Are you getting the most from your customer data? Our customer data management (CDM) best practices will help you build an end-to-end solution.

What is customer data management?

Organizations use customer data management (CDM) to gain a better understanding about their customers. With CDM, a business can gain a trusted view of information about known customers. They can also broaden their knowledge about unknown customers. This knowledge can be used by the company to create more engaging and relevant interactions for their customers.

A brief history of customer data management

Customer data management predates master data management (MDM) and customer data integration (CDI). That’s because businesses have needed to figure out what to do with this information ever since they started to collect data about their customers.

The evolution of customer data management begins in the 1990s. Customer relationship management (CRM) systems tracked and managed data about existing customers. In the 2000s, data management platforms (DMPs) began to offer businesses the ability to manage new types of customer information. DMPs could use data from data warehouses about unknown customers to manage cookie IDs and target online ads to those customers.

Starting in the mid-2010s, customer data platforms (CDPs) brought the two types of data systems together in one platform. CDPs offer multichannel campaign management, segmentation and orchestration. The constant throughout this evolution has been the need to gather data, manage its quality and keep it fit and available for use.

Today, organizations can use customer data management systems to break down departmental silos. They can then combine customer data with product data and other information to reveal hidden relationships and gain a better understanding of that customer. This allows them to create truly 360-degree customer views to form the foundation of an enterprise strategy.

Three customer data management best practices

You can’t take an enterprise approach to the customer without taking an enterprise approach to customer data. And managing an unprecedented volume and variety of data takes a multifaceted CDM strategy. The right strategy will help you address issues like data governance, master data management and data cataloging. As you build your CDM infrastructure, keep these three best practices in mind:

  1. Create a standard definition of “customer” across your business
  2. There's a good chance that coming up with a single definition of "customer" for your whole business will be harder than you thought. A customer who’s making regular purchases from one of your lines of business may still be a prospect for another line of business. One department may consider anyone who’s made a purchase in the last five years an active customer. Yet another group may drop them from the list unless they’ve bought something in the past year. Even though you don't need just one definition, you do need to know how to define a customer. To find out who your customers are and what they want, you need to know what customer characteristics you want to track and manage.
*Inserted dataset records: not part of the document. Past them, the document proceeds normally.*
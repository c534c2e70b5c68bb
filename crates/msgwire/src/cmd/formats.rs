use msgwire::message::FormatRegistry;

use crate::exit::{CliResult, SUCCESS};
use crate::output::{print_names, OutputFormat};

pub fn run(registry: &FormatRegistry, output: OutputFormat) -> CliResult<i32> {
    print_names(&registry.names(), output);
    Ok(SUCCESS)
}
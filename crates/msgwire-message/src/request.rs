use serde::{Deserialize, Deserializer, Serialize};

use crate::parameters::Parameters;

/// Compile-time list of the wire names an entity serializes under.
///
/// Every format encodes an entity as a map keyed by these names, so a
/// message encoded in one format carries the same fields in another.
pub trait WireFields {
    const FIELDS: &'static [&'static str];
}

/// Reads a nil field as its default value.
///
/// Peers that never initialized a map or list send it as nil rather than
/// leaving the key out.
pub(crate) fn nil_as_default<'de, D, T>(deserializer: D) -> Result<T, D::Error>
where
    D: Deserializer<'de>,
    T: Default + Deserialize<'de>,
{
    Ok(Option::<T>::deserialize(deserializer)?.unwrap_or_default())
}

/// One forwarding step recorded by the transport when a message passes
/// through an intermediate service.
#[derive(Debug, Clone, Default, PartialEq, Eq, Serialize, Deserialize)]
pub struct Hop {
    pub service: String,
    pub server: String,
    pub request_time: u64,
    #[serde(default)]
    pub reply_time: u64,
}

/// A command sent to a request-handling peer.
#[derive(Debug, Clone, Default, PartialEq, Serialize, Deserialize)]
pub struct Request {
    #[serde(rename = "command")]
    pub command: String,
    #[serde(rename = "parameters", default, deserialize_with = "nil_as_default")]
    pub parameters: Parameters,
    #[serde(
        rename = "trace",
        default,
        deserialize_with = "nil_as_default",
        skip_serializing_if = "Vec::is_empty"
    )]
    trace: Vec<Hop>,
    #[serde(skip)]
    conn_id: Option<String>,
}

impl WireFields for Request {
    const FIELDS: &'static [&'static str] = &["command", "parameters", "trace"];
}

impl Request {
    /// Create a request for `command` with no parameters.
    pub fn new(command: impl Into<String>) -> Self {
        Self {
            command: command.into(),
            ..Self::default()
        }
    }

    /// Builder-style parameter insert.
    pub fn with_param(mut self, key: impl Into<String>, value: impl Into<serde_json::Value>) -> Self {
        self.parameters.insert(key, value);
        self
    }

    pub fn with_parameters(mut self, parameters: Parameters) -> Self {
        self.parameters = parameters;
        self
    }

    /// Builder-style connection id. An empty id clears it.
    pub fn with_conn_id(mut self, conn_id: impl Into<String>) -> Self {
        self.set_conn_id(conn_id);
        self
    }

    /// Identifier of the hop this request arrived from, if any.
    pub fn conn_id(&self) -> Option<&str> {
        self.conn_id.as_deref()
    }

    pub fn set_conn_id(&mut self, conn_id: impl Into<String>) {
        let conn_id = conn_id.into();
        self.conn_id = (!conn_id.is_empty()).then_some(conn_id);
    }

    pub fn clear_conn_id(&mut self) {
        self.conn_id = None;
    }

    /// True when the request has not been forwarded by any service.
    pub fn is_first_hop(&self) -> bool {
        self.trace.is_empty()
    }

    pub fn trace(&self) -> &[Hop] {
        &self.trace
    }

    /// Record a forwarding step. Called by the transport, not by handlers.
    pub fn push_hop(&mut self, hop: Hop) {
        self.trace.push(hop);
    }
}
  3. Unify data and insights across all relevant systems
  4. You can use AI and natural language processing across systems to combine different types of data into a single customer view. To get a better understanding of your customer, you can take data from transactions (orders, quotes, incidents, assets, entitlements) and combine it with interaction data (such as web chats, social media and call notes). You can then make this unified view of the customer searchable across all data, structured and unstructured. This 360-degree view of your customer empowers teams and leads to more effective analysis, strategy and execution.

  5. Make sure your customer data is clean, protected, consistent and actionable
  6. Trusting data that is incomplete, inconsistent, outdated, or fragmented is difficult. If you can't trust your data, you can't expect it to provide solid analytics on which to base your decisions, so treat it as the strategic asset it is. Storing customer data in a data lake or other repository lets you use it with analytics tools and other applications, but it still needs to be managed and maintained to ensure it remains consistent, complete and accurate. Implement privacy measures throughout the data pipeline. Transform, cleanse, enrich and standardize your data and ensure that it is fit for use before you sync it across applications. And boost efficiency and productivity with AI and machine learning capabilities to automate data management tasks.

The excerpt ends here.